An exact transcript of all the records is required, with nothing left out.
━━━ Data excerpts
#![allow(dead_code)]

use std::collections::HashSet;
use std::sync::{Arc, Mutex};

use chrono::{DateTime, Utc};

use yiya_admin::domain::repository::{
    MenuRepository, PermissionRepository, RoleRepository, TokenStore, UserRepository,
};
use yiya_admin::domain::types::{
    AdminUser, MenuNode, MenuPatch, NewMenu, NewPermission, NewRole, NewUser, Permission,
    PermissionPatch, ResolvedRole, ResolvedUser, Role, RolePatch, UserFilter, UserPatch,
};
use yiya_admin::error::AdminServiceError;
use yiya_auth_types::password::hash_password;
use yiya_domain::pagination::PageRequest;
use yiya_domain::permission::PermissionKind;
use yiya_domain::status::Status;

pub use yiya_testing::auth::{TEST_JWT_SECRET, test_issuer};

// ── MemoryDb ─────────────────────────────────────────────────────────────────

/// Rows of every admin table. Deleted rows stay in place with `deleted`
/// set, mirroring the soft-delete columns.
#[derive(Default)]
pub struct Tables {
    pub users: Vec<(AdminUser, bool)>,
    pub roles: Vec<(Role, bool)>,
    pub permissions: Vec<(Permission, bool)>,
    pub menus: Vec<(MenuNode, bool)>,
    pub user_roles: Vec<(i64, i64)>,
    pub role_permissions: Vec<(i64, i64)>,
    pub role_menus: Vec<(i64, i64)>,
    next_id: i64,
}

impl Tables {
    fn next_id(&mut self) -> i64 {
        self.next_id += 1;
        self.next_id + 1000
    }
}

/// Shared in-memory store behind every mock repository.
#[derive(Clone, Default)]
pub struct MemoryDb {
    pub tables: Arc<Mutex<Tables>>,
}

impl MemoryDb {
    pub fn new() -> Self {
        Self::default()
    }

    pub fn users(&self) -> MockUserRepo {
        MockUserRepo { db: self.clone() }
    }

    pub fn roles(&self) -> MockRoleRepo {
        MockRoleRepo { db: self.clone() }
    }

    pub fn permissions(&self) -> MockPermissionRepo {
        MockPermissionRepo { db: self.clone() }
    }

    pub fn menus(&self) -> MockMenuRepo {
        MockMenuRepo { db: self.clone() }
    }

    pub fn insert_user(&self, user: AdminUser) {
        self.tables.lock().unwrap().users.push((user, false));
    }

    pub fn insert_role(&self, role: Role) {
        self.tables.lock().unwrap().roles.push((role, false));
    }

    pub fn insert_permission(&self, permission: Permission) {
        self.tables
            .lock()
            .unwrap()
            .permissions
            .push((permission, false));
    }

    pub fn insert_menu(&self, menu: MenuNode) {
        self.tables.lock().unwrap().menus.push((menu, false));
    }

    pub fn link_user_role(&self, user_id: i64, role_id: i64) {
        self.tables
            .lock()
            .unwrap()
            .user_roles
            .push((user_id, role_id));
    }

    pub fn link_role_permission(&self, role_id: i64, permission_id: i64) {
        self.tables
            .lock()
            .unwrap()
            .role_permissions
            .push((role_id, permission_id));
    }

    pub fn link_role_menu(&self, role_id: i64, menu_id: i64) {
        self.tables
            .lock()
            .unwrap()
            .role_menus
            .push((role_id, menu_id));
    }

    pub fn deleted_menu_ids(&self) -> Vec<i64> {
        let tables = self.tables.lock().unwrap();
        let mut ids: Vec<i64> = tables
            .menus
            .iter()
            .filter(|(_, deleted)| *deleted)
            .map(|(m, _)| m.id)
            .collect();
        ids.sort_unstable();
        ids
    }
}

fn live<T: Clone>(rows: &[(T, bool)]) -> impl Iterator<Item = &T> {
    rows.iter().filter(|(_, deleted)| !deleted).map(|(row, _)| row)
}

fn ordered_menus<'a>(menus: impl Iterator<Item = &'a MenuNode>) -> Vec<MenuNode> {
    let mut out: Vec<MenuNode> = menus.cloned().collect();
    out.sort_by_key(|m| (m.sort, m.id));
    out
}

// ── MockUserRepo ─────────────────────────────────────────────────────────────

pub struct MockUserRepo {
    pub db: MemoryDb,
}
━━━━━━
### Written solution:
#![allow(dead_code)]

use std::collections::HashSet;
use std::sync::{Arc, Mutex};

use chrono::{DateTime, Utc};

use yiya_admin::domain::repository::{
    MenuRepository, PermissionRepository, RoleRepository, TokenStore, UserRepository,
};
use yiya_admin::domain::types::{
    AdminUser, MenuNode, MenuPatch, NewMenu, NewPermission, NewRole, NewUser, Permission,
    PermissionPatch, ResolvedRole, ResolvedUser, Role, RolePatch, UserFilter, UserPatch,
};
use yiya_admin::error::AdminServiceError;
use yiya_auth_types::password::hash_password;
use yiya_domain::pagination::PageRequest;
use yiya_domain::permission::PermissionKind;
use yiya_domain::status::Status;

pub use yiya_testing::auth::{TEST_JWT_SECRET, test_issuer};

// ── MemoryDb ─────────────────────────────────────────────────────────────────

/// Rows of every admin table. Deleted rows stay in place with `deleted`
/// set, mirroring the soft-delete columns.
#[derive(Default)]
pub struct Tables {
    pub users: Vec<(AdminUser, bool)>,
    pub roles: Vec<(Role, bool)>,
    pub permissions: Vec<(Permission, bool)>,
    pub menus: Vec<(MenuNode, bool)>,
    pub user_roles: Vec<(i64, i64)>,
    pub role_permissions: Vec<(i64, i64)>,
    pub role_menus: Vec<(i64, i64)>,
    next_id: i64,
}

impl Tables {
    fn next_id(&mut self) -> i64 {
        self.next_id += 1;
        self.next_id + 1000
    }
}

/// Shared in-memory store behind every mock repository.
#[derive(Clone, Default)]
pub struct MemoryDb {
    pub tables: Arc<Mutex<Tables>>,
}

impl MemoryDb {
    pub fn new() -> Self {
        Self::default()
    }

    pub fn users(&self) -> MockUserRepo {
        MockUserRepo { db: self.clone() }
    }

    pub fn roles(&self) -> MockRoleRepo {
        MockRoleRepo { db: self.clone() }
    }

    pub fn permissions(&self) -> MockPermissionRepo {
        MockPermissionRepo { db: self.clone() }
    }

    pub fn menus(&self) -> MockMenuRepo {
        MockMenuRepo { db: self.clone() }
    }

    pub fn insert_user(&self, user: AdminUser) {
        self.tables.lock().unwrap().users.push((user, false));
    }

    pub fn insert_role(&self, role: Role) {
        self.tables.lock().unwrap().roles.push((role, false));
    }

    pub fn insert_permission(&self, permission: Permission) {
        self.tables
            .lock()
            .unwrap()
            .permissions
            .push((permission, false));
    }

    pub fn insert_menu(&self, menu: MenuNode) {
        self.tables.lock().unwrap().menus.push((menu, false));
    }

    pub fn link_user_role(&self, user_id: i64, role_id: i64) {
        self.tables
            .lock()
            .unwrap()
            .user_roles
            .push((user_id, role_id));
    }

    pub fn link_role_permission(&self, role_id: i64, permission_id: i64) {
        self.tables
            .lock()
            .unwrap()
            .role_permissions
            .push((role_id, permission_id));
    }

    pub fn link_role_menu(&self, role_id: i64, menu_id: i64) {
        self.tables
            .lock()
            .unwrap()
            .role_menus
            .push((role_id, menu_id));
    }

    pub fn deleted_menu_ids(&self) -> Vec<i64> {
        let tables = self.tables.lock().unwrap();
        let mut ids: Vec<i64> = tables
            .menus
            .iter()
            .filter(|(_, deleted)| *deleted)
            .map(|(m, _)| m.id)
            .collect();
        ids.sort_unstable();
        ids
    }
}

fn live<T: Clone>(rows: &[(T, bool)]) -> impl Iterator<Item = &T> {
    rows.iter().filter(|(_, deleted)| !deleted).map(|(row, _)| row)
}

fn ordered_menus<'a>(menus: impl Iterator<Item = &'a MenuNode>) -> Vec<MenuNode> {
    let mut out: Vec<MenuNode> = menus.cloned().collect();
    out.sort_by_key(|m| (m.sort, m.id));
    out
}

// ── MockUserRepo ─────────────────────────────────────────────────────────────

pub struct MockUserRepo {
    pub db: MemoryDb,
}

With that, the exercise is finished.